Die Festschrift zu seinem 70. Geburtstag hieß schlicht nur: Kompetenz. John Erpenbeck ist der Grandseigneur und eine Autorität beim Thema Kompetenzmessung und -entwicklung. Gespräch mit einem neugierigen Quer- und Vordenker.
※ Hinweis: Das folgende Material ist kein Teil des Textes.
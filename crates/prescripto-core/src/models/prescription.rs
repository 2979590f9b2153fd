//! Prescription record and its verification lifecycle.

use std::fmt;

use chrono::{SecondsFormat, Utc};
use serde::{Deserialize, Serialize};
use sha2::{Digest, Sha256};
use thiserror::Error;

use super::extraction::{ExtractedData, RawExtraction, RawMedicine};
use super::safety::SafetyAnalysis;
use crate::normalizer::{normalize_medicine, post_process};
use crate::safety::{analyze_safety_with, SafetyPolicy};

/// Record lifecycle errors.
#[derive(Error, Debug)]
pub enum RecordError {
    #[error("Cannot {action} a {status} prescription")]
    InvalidTransition {
        action: &'static str,
        status: PrescriptionStatus,
    },

    #[error("Invalid phone number: {0}")]
    InvalidPhoneNumber(String),

    #[error("Reminder duration out of range: {0} days")]
    InvalidDuration(u32),

    #[error("JSON serialization error: {0}")]
    Json(#[from] serde_json::Error),
}

pub type RecordResult<T> = Result<T, RecordError>;

/// Verification status.
#[derive(Debug, Clone, Copy, PartialEq, Eq, Serialize, Deserialize)]
#[serde(rename_all = "lowercase")]
pub enum PrescriptionStatus {
    /// Awaiting human verification
    Pending,
    /// Verified by a qualified person
    Confirmed,
    /// Rejected during verification
    Rejected,
}

impl PrescriptionStatus {
    pub fn as_str(&self) -> &'static str {
        match self {
            PrescriptionStatus::Pending => "pending",
            PrescriptionStatus::Confirmed => "confirmed",
            PrescriptionStatus::Rejected => "rejected",
        }
    }

    pub fn parse(s: &str) -> Option<Self> {
        match s {
            "pending" => Some(PrescriptionStatus::Pending),
            "confirmed" => Some(PrescriptionStatus::Confirmed),
            "rejected" => Some(PrescriptionStatus::Rejected),
            _ => None,
        }
    }
}

impl fmt::Display for PrescriptionStatus {
    fn fmt(&self, f: &mut fmt::Formatter<'_>) -> fmt::Result {
        f.write_str(self.as_str())
    }
}

/// A normalized prescription with its current safety analysis.
#[derive(Debug, Clone, PartialEq, Serialize, Deserialize)]
#[serde(rename_all = "camelCase")]
pub struct PrescriptionRecord {
    /// Unique session ID
    pub session_id: String,
    /// Raw model response, kept for audit
    pub raw_text: String,
    pub extracted_data: ExtractedData,
    /// Always computed from the current medicines
    pub safety_analysis: SafetyAnalysis,
    pub status: PrescriptionStatus,
    /// Bumped on every change; used for optimistic concurrency
    pub version: u32,
    /// Who confirmed the record
    pub verified_by: Option<String>,
    /// SHA-256 of the extracted data at confirmation
    pub content_hash: Option<String>,
    pub created_at: String,
    pub updated_at: String,
    pub confirmed_at: Option<String>,
}

/// Current time in the format stored by the database layer.
pub fn timestamp_now() -> String {
    Utc::now().to_rfc3339_opts(SecondsFormat::Secs, true)
}

impl PrescriptionRecord {
    /// Normalize and score a fresh extraction.
    pub fn from_extraction(raw_text: String, raw: &RawExtraction, policy: &SafetyPolicy) -> Self {
        let extracted_data = post_process(raw);
        let safety_analysis = analyze_safety_with(&extracted_data, policy);
        let now = timestamp_now();

        tracing::info!(
            medicines = extracted_data.medicines.len(),
            safety_score = safety_analysis.safety_score,
            risk = %safety_analysis.overall_risk,
            "new prescription record"
        );

        Self {
            session_id: uuid::Uuid::new_v4().to_string(),
            raw_text,
            extracted_data,
            safety_analysis,
            status: PrescriptionStatus::Pending,
            version: 1,
            verified_by: None,
            content_hash: None,
            created_at: now.clone(),
            updated_at: now,
            confirmed_at: None,
        }
    }

    /// Replace the medicine list with human edits and rescore.
    pub fn apply_edits(
        &mut self,
        medicines: &[RawMedicine],
        policy: &SafetyPolicy,
    ) -> RecordResult<()> {
        self.require_pending("edit")?;

        self.extracted_data.medicines = medicines.iter().map(normalize_medicine).collect();
        self.safety_analysis = analyze_safety_with(&self.extracted_data, policy);
        self.bump();
        Ok(())
    }

    /// Mark as verified and fingerprint the content.
    pub fn confirm(&mut self, verified_by: impl Into<String>) -> RecordResult<()> {
        self.require_pending("confirm")?;

        self.content_hash = Some(self.fingerprint()?);
        self.verified_by = Some(verified_by.into());
        self.status = PrescriptionStatus::Confirmed;
        self.bump();
        self.confirmed_at = Some(self.updated_at.clone());
        Ok(())
    }

    pub fn reject(&mut self) -> RecordResult<()> {
        self.require_pending("reject")?;

        self.status = PrescriptionStatus::Rejected;
        self.bump();
        Ok(())
    }

    /// SHA-256 (hex) of the canonical JSON of the extracted data.
    pub fn fingerprint(&self) -> Result<String, serde_json::Error> {
        let payload = serde_json::to_string(&self.extracted_data)?;
        Ok(hex::encode(Sha256::digest(payload.as_bytes())))
    }

    /// Whether the content still matches the fingerprint taken at confirmation.
    pub fn verify_integrity(&self) -> bool {
        match (&self.content_hash, self.fingerprint()) {
            (Some(stored), Ok(current)) => *stored == current,
            _ => false,
        }
    }

    fn require_pending(&self, action: &'static str) -> RecordResult<()> {
        if self.status != PrescriptionStatus::Pending {
            return Err(RecordError::InvalidTransition {
                action,
                status: self.status,
            });
        }
        Ok(())
    }

    fn bump(&mut self) {
        self.version += 1;
        self.updated_at = timestamp_now();
    }
}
Er ist nicht nur Wissenschaftler, sondern auch Literat. Das hat Tradition in seiner Familie, schließlich ist John Erpenbeck der Sohn von Fritz Erpenbeck, ehemals Chefdramaturg der Berliner Volksbühne, und der Schriftstellerin Hedda Zinner. Auch die Tochter schreibt. Das aktuelle Buch von Jenny Erpenbeck handelt von Geflüchteten in Berlin und stand auf der Shortlist des Deutschen Buchpreises. John Erpenbeck spricht langsam und wirkt, als ruhe er in sich. Manchmal antwortet er nicht direkt auf die Frage, sondern holt etwas aus. Er ist eben ein Gelehrter. Er wohnt in Berlin-Pankow – im Fritz-Erpenbeck-Ring.
Herr Erpenbeck, der Begriff der Kompetenzen wird oft sehr unterschiedlich benutzt. Was verstehen Sie darunter?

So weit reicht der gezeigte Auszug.